*TASK OBJECTIVE*. Each line from the first down to the one containing "mod registry;" should be returned exactly as it appears below.
(DATA FOR THIS TASK begins)
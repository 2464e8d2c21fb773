//! Tool trait and registry.
//!
//! Tools are the boundary between the loop and side effects. Each tool is
//! a deterministic, locally-executed handler exposed to the model through
//! a name and a parameter schema.

mod registry;

pub use registry::ToolRegistry;

use async_trait::async_trait;
use serde::{Deserialize, Serialize};
use serde_json::{Map, Value};
use thiserror::Error;

/// A tool definition exposed to the model.
///
/// Immutable once registered.
#[derive(Debug, Clone, Serialize, Deserialize)]
pub struct ToolSpec {
    /// Unique tool name.
    pub name: String,
    /// Human-readable description, shown in the prompt catalog.
    pub description: String,
    /// JSON Schema for the arguments map.
    pub parameters: Value,
}

impl ToolSpec {
    pub fn new(name: impl Into<String>, description: impl Into<String>, parameters: Value) -> Self {
        Self {
            name: name.into(),
            description: description.into(),
            parameters,
        }
    }
}

/// A tool call parsed from an action directive.
///
/// Constructed fresh each turn; not retained beyond the turn that
/// produced it.
#[derive(Debug, Clone, Serialize, Deserialize)]
pub struct ToolCall {
    #[serde(rename = "tool_name")]
    pub name: String,
    pub arguments: Map<String, Value>,
}

/// What a tool produced on success.
#[derive(Debug, Clone)]
pub struct ToolOutput {
    /// Result payload, fed back to the model as an observation.
    pub payload: Value,
    /// Wholesale replacement for the working artifact, when the tool
    /// produced a revised version.
    pub revision: Option<Value>,
}

impl ToolOutput {
    /// A plain result with no artifact revision.
    pub fn payload(payload: Value) -> Self {
        Self {
            payload,
            revision: None,
        }
    }

    /// A result that also replaces the working artifact.
    pub fn with_revision(payload: Value, revision: Value) -> Self {
        Self {
            payload,
            revision: Some(revision),
        }
    }
}

/// Errors that can occur during tool execution.
///
/// All recoverable: the dispatcher converts them into failure
/// observations rather than propagating.
#[derive(Debug, Clone, Serialize, Deserialize, Error)]
pub enum ToolError {
    #[error("invalid arguments: {0}")]
    InvalidArguments(String),
    #[error("execution failed: {0}")]
    Execution(String),
    #[error("timeout after {0}ms")]
    Timeout(u64),
}

/// Trait for tool handlers.
///
/// `artifact` is the loop's current working document; tools read it and
/// may return a replacement via [`ToolOutput::with_revision`], but never
/// mutate it in place.
#[async_trait]
pub trait Tool: Send + Sync {
    /// The tool's specification.
    fn spec(&self) -> &ToolSpec;

    /// Execute the tool with the supplied arguments.
    async fn call(
        &self,
        arguments: &Map<String, Value>,
        artifact: &Value,
    ) -> Result<ToolOutput, ToolError>;
}

/// Read a required string argument.
pub fn required_str<'a>(
    arguments: &'a Map<String, Value>,
    key: &str,
) -> Result<&'a str, ToolError> {
    arguments
        .get(key)
        .ok_or_else(|| ToolError::InvalidArguments(format!("missing required argument '{key}'")))?
        .as_str()
        .ok_or_else(|| ToolError::InvalidArguments(format!("argument '{key}' must be a string")))
}

#[cfg(test)]
mod tests {
    use super::*;
    use serde_json::json;

    #[test]
    fn tool_call_wire_format() {
        let call: ToolCall = serde_json::from_value(json!({
            "tool_name": "calculator_tool",
            "arguments": {"x": 1},
        }))
        .unwrap();
        assert_eq!(call.name, "calculator_tool");
        assert_eq!(call.arguments.get("x"), Some(&json!(1)));
    }

    #[test]
    fn required_str_reports_missing_and_mistyped() {
        let mut args = Map::new();
        assert!(matches!(
            required_str(&args, "date_str"),
            Err(ToolError::InvalidArguments(_))
        ));

        args.insert("date_str".into(), json!(42));
        assert!(matches!(
            required_str(&args, "date_str"),
            Err(ToolError::InvalidArguments(_))
        ));

        args.insert("date_str".into(), json!("2025-06-10"));
        assert_eq!(required_str(&args, "date_str").unwrap(), "2025-06-10");
    }
}
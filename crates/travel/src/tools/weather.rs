//! Weather forecast lookup.

use super::parse_date;
use crate::fixtures;
use async_trait::async_trait;
use engine::{Tool, ToolError, ToolOutput, ToolSpec, required_str};
use serde_json::{Map, Value, json};

/// Fetches the forecast for a given date.
pub struct WeatherTool {
    spec: ToolSpec,
}

impl WeatherTool {
    pub fn new() -> Self {
        Self {
            spec: ToolSpec::new(
                "get_weather_tool",
                "Retrieve the weather forecast for a specific date in AgentsVille.",
                json!({
                    "type": "object",
                    "properties": {
                        "date_str": {"type": "string", "description": "Date in YYYY-MM-DD"},
                    },
                    "required": ["date_str"],
                }),
            ),
        }
    }
}

impl Default for WeatherTool {
    fn default() -> Self {
        Self::new()
    }
}

#[async_trait]
impl Tool for WeatherTool {
    fn spec(&self) -> &ToolSpec {
        &self.spec
    }

    async fn call(
        &self,
        arguments: &Map<String, Value>,
        _artifact: &Value,
    ) -> Result<ToolOutput, ToolError> {
        let date_str = required_str(arguments, "date_str")?;
        let date = parse_date(date_str)?;

        let report = fixtures::weather_on(date).ok_or_else(|| {
            ToolError::Execution(format!("no forecast available for {date}"))
        })?;

        Ok(ToolOutput::payload(json!({
            "ok": true,
            "weather": report,
        })))
    }
}

#[cfg(test)]
mod tests {
    use super::*;
    use crate::tools::test_support::args;

    #[tokio::test]
    async fn returns_forecast_in_range() {
        let tool = WeatherTool::new();
        let out = tool
            .call(&args(json!({"date_str": "2025-06-12"})), &Value::Null)
            .await
            .unwrap();
        assert_eq!(out.payload["weather"]["condition"], json!("rainy"));
    }

    #[tokio::test]
    async fn out_of_range_is_execution_error() {
        let tool = WeatherTool::new();
        let err = tool
            .call(&args(json!({"date_str": "2025-07-01"})), &Value::Null)
            .await
            .unwrap_err();
        assert!(matches!(err, ToolError::Execution(_)));
    }
}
(DATA FOR THIS TASK ends)
*FINISHED EXERCISE*.
repository 2464e8d2c21fb773
//! Tool trait and registry.
//!
//! Tools are the boundary between the loop and side effects. Each tool is
//! a deterministic, locally-executed handler exposed to the model through
//! a name and a parameter schema.

mod registry;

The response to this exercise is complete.